Theme Update in management of colitic cancer
Title Magnifying endoscopy for diagnosis of colorectal cancer and dysplasia -- associated with ulcerative colitis
Publish Date 2009/05
Author Makoto Watanabe Department of Gastroenterology, Fujita-Health University School of Medicine
Author Naoko Maruyama Department of Gastroenterology, Fujita-Health University School of Medicine
Author Yoshio Kamiya Department of Gastroenterology, Fujita-Health University School of Medicine
Author Hiroshi Fujita Department of Gastroenterology, Fujita-Health University School of Medicine
Author Yoshihito Nakagawa Department of Gastroenterology, Fujita-Health University School of Medicine
Author Mitsuo Nagasaka Department of Gastroenterology, Fujita-Health University School of Medicine
Author Masami Iwata Department of Gastroenterology, Fujita-Health University School of Medicine
Author Kazuya Takahama Department of Gastroenterology, Fujita-Health University School of Medicine
Author Ichiro Hirata Department of Gastroenterology, Fujita-Health University School of Medicine
[ Summary ] Magnifying endoscopy has been used in the diagnosis of dysplasia and colitic cancer (CC) as well as sporadic neoplasia.
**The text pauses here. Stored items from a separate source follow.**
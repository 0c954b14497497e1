//! The paged query interface that streamers read from.
//!
//! A [`RowSource`] is the only thing a [`PagedRowStreamer`](crate::PagedRowStreamer)
//! needs from the storage engine: a bounded read at an offset, and an
//! unbounded read over a single connection. It never needs write access.
//!
//! Implementations must release whatever they acquire for a call (a pooled
//! connection, a cursor) when the call returns or, for the scan methods, when
//! the returned stream ends or is dropped.

use crate::error::Result;
use crate::row::{Column, UserRow};
use async_trait::async_trait;
use futures::stream::BoxStream;

/// Read-only access to one table of user rows.
#[async_trait]
pub trait RowSource: Send + Sync + 'static {
  /// Label used in logs and error messages.
  fn name(&self) -> &str;

  /// Fetches at most `page_size` rows starting at `offset`, in source order.
  ///
  /// An empty result means the offset is past the end of the table.
  async fn fetch_page(&self, page_size: usize, offset: u64) -> Result<Vec<UserRow>>;

  /// Streams every row over one connection held for the life of the stream.
  fn scan_rows(&self) -> BoxStream<'_, Result<UserRow>>;

  /// Streams one column of every row, decoded as floating point.
  fn scan_column(&self, column: Column) -> BoxStream<'_, Result<f64>>;
}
We investigated the magnified endoscopic features of ulcerative colitis associated dysplasia and colitic cancer. Nineteen lesions associated with dysplasia and CC were included in this study. Magnified findings were classified by using Kudo's pit pattern criteria.
Morphologically these lesions were classified into flat elevated, granular aggregated, sessile, protruded and flat types. Six lesions of flat elevated type and granular aggregated type were seen out of nineteen total lesions. The mucosal color of lesions was reddish in 63%. In magnifying endoscopic examination, type VI pit patterns was observed in 50% of CC cases and type IV pit patterns were identified in 33% of CC cases. Type IV pit patterns were seen in 85% of dysplasia cases. Type IV pit patterns were divided into villous patterns and branched patterns. NBI observation commonly showed type IIIA MC patterns with CC lesion and type II MC pattern with dysplasia.
Type IV pit patterns were thought to be typical with both CC and dysplasia. Further studies are necessary to develope endoscopic diagnosis of CC and dysplasia.